Monday, November 06, 2006

Not A Time For Complacency

U.S. Democrats appear on smooth campaign ride

By Thomas Ferraro

WASHINGTON (Reuters) - Democrats, who have been known to bungle golden political opportunities, are holding their breath. With just days to go before voters could hand them control of the U.S. Congress, their ride has been relatively smooth.

Instead of shooting themselves in the foot, they have sat back and watched President George W. Bush's Republicans do the self destructing, dragged down by influence-peddling and sex scandals, the Iraq war and a slow response last year to Hurricane Katrina.

Democrats, by comparison, have sustained few self-inflicted wounds and suffered only a minor scrape last week with Sen. John Kerry's "botched joke" about Iraq.
The wheels may be falling off the GOP bandwagon, and indeed, even if they manage to eke out wins in both the Senate and House, they will be largely crippled in efforts to railroad legislation through the Democrats plus whatever moderate Republicans may jump ship of a lame duck President who's sure to screw up even more in the next two years, plus projected 2008 Senate races that will make this year look like fluff for the Republicans (including Liddy "The Joker" Dole (NC), Lamar! Alexander (TN), and Norm Coleman (MN), Wayne Allard (CO), Saxby Chambliss (GA), Susan Collins (ME), with possible races for open seats due to the retirement of Arlen Specter (PA), and Jim Bunning (KY)).

So anyway you slice it, even if you take the most ridiculous GOP projections...the Joker on Meet The Press yesterday actually suggested that the GOP would sweep the seven contested Senate elections AND pick up two Democratic seats...will show a severly crippled Republican congress, and far more likely, a split legislative branch (although I hold out hopes for the Senate. I believe the House is pretty much captured. People tend to vote emotionally for the House and intellectually for the Senate...something about gravitas....).
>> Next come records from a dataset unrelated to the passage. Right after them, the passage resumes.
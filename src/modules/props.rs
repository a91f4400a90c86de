//! Props module - native object properties.
//!
//! `value` is only written when it differs from the live property, so a
//! user edit that already matches the description is left alone.

use std::rc::Rc;

use super::{data_of, same_data};
use crate::error::Result;
use crate::pipeline::{Module, Phases};
use crate::renderer::PropertyApi;
use crate::types::Props;
use crate::vnode::VNode;

#[derive(Debug, Default, Clone, Copy)]
pub struct PropsModule;

impl<B: PropertyApi> Module<B> for PropsModule {
    fn phases(&self) -> Phases {
        Phases::CREATE | Phases::UPDATE
    }

    fn create(&self, api: &Rc<B>, empty: &VNode<B>, vnode: &VNode<B>) -> Result<()> {
        update_props(api.as_ref(), empty, vnode)
    }

    fn update(&self, api: &Rc<B>, old: &VNode<B>, vnode: &VNode<B>) -> Result<()> {
        update_props(api.as_ref(), old, vnode)
    }
}

fn update_props<B: PropertyApi>(api: &B, old: &VNode<B>, vnode: &VNode<B>) -> Result<()> {
    let none = Props::new();
    let old_props = data_of(old).map_or(&none, |d| &d.props);
    let props = data_of(vnode).map_or(&none, |d| &d.props);
    if (old_props.is_empty() && props.is_empty()) || same_data(old, vnode) {
        return Ok(());
    }
    let elm = vnode.handle()?;

    for key in old_props.keys() {
        if !props.contains_key(key) {
            api.remove_property(elm, key)?;
        }
    }
    for (key, cur) in props {
        if old_props.get(key) == Some(cur) {
            continue;
        }
        if key == "value" && api.property(elm, key).as_ref() == Some(cur) {
            continue;
        }
        api.set_property(elm, key, cur)?;
    }
    Ok(())
}

#[cfg(test)]
mod tests {
    use super::*;
    use crate::engine::Engine;
    use crate::primitives::h;
    use crate::renderer::Backend;
    use crate::renderer::memory::{MemoryBackend, Op};
    use crate::types::AttrValue;

    #[test]
    fn test_set_and_remove_props() {
        let backend = Rc::new(MemoryBackend::new());
        let engine = Engine::new(backend.clone(), vec![Box::new(PropsModule)]);
        let root = backend.create_element("input").unwrap();

        let tree = engine
            .patch_element(&root, h("input").prop("checked", true).prop("tabIndex", 3).build())
            .unwrap();
        assert_eq!(backend.property(&root, "checked"), Some(AttrValue::Bool(true)));
        assert_eq!(backend.property(&root, "tabIndex"), Some(AttrValue::Num(3.0)));

        engine.patch(tree, h("input").prop("checked", false).build()).unwrap();
        assert_eq!(backend.property(&root, "checked"), Some(AttrValue::Bool(false)));
        assert_eq!(backend.property(&root, "tabIndex"), None);
    }

    #[test]
    fn test_value_not_rewritten_when_live_matches() {
        let backend = Rc::new(MemoryBackend::new());
        let engine = Engine::new(backend.clone(), vec![Box::new(PropsModule)]);
        let root = backend.create_element("input").unwrap();

        let tree = engine.patch_element(&root, h("input").prop("value", "a").build()).unwrap();

        // The user typed the new value already
        backend.set_property(&root, "value", &AttrValue::from("ab")).unwrap();
        backend.clear_ops();
        engine.patch(tree, h("input").prop("value", "ab").build()).unwrap();

        let prop_writes = backend
            .ops()
            .into_iter()
            .filter(|op| matches!(op, Op::Mutate { what: "prop", .. }))
            .count();
        assert_eq!(prop_writes, 0);
        assert_eq!(backend.property(&root, "value"), Some(AttrValue::from("ab")));
    }
}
Even the McLaughlin Group, which, despite the inclusion of two diehard liberals and one liberal leaning moderate (Eleanor Clift, Lawrence O'Donnell, and Clarence Page, respectively), gives the Senate and the House to the Dems by a 4-1 and 3-2 majorities of five panelists.

I like that Pelosi has come out with a "First Hundred Hours" agenda, and support that concept. "Draining the GOP Swamp" is how it's been termed. So long as a) she keeps to it, which she should and b) it's not the same lip service that the GOP paid to the Contract On America.

That little flimflammery of political theatre, the COA and how the GOP made it DOA ASAP upon taking over the Congress, may have been the best thing to happen to the average American since Medicare. For one thing, the Contract as proposed would have devastated the American public, cutting services just ahead of the most troubled time the nation has ever known, the Bush presidency. Second, it showed middle American moderate voters that the Republicans were no more interested in them than the more corrupt Democrats in Congress. And finally, it destroyed Republican credibility as a party of responsibility and "morality", starting with Newt's temper tantrums, through the Livingston resignation, and on down to Denny Hastert's live-in, um, roommate, as well as his inability to police his own troops for pedophilia.

There's a lot at stake in this election, a lot more than usual. We need to get the vote out, even if you think your local election is a "safe" bet for progress and change. It's really important to make sure that Democrats win as many elections as possible, even if it means taking a gargantuan bite out of the Republican minority in Congress. We have to fix this country, and take it back for ourselves, for our children and for our freedom.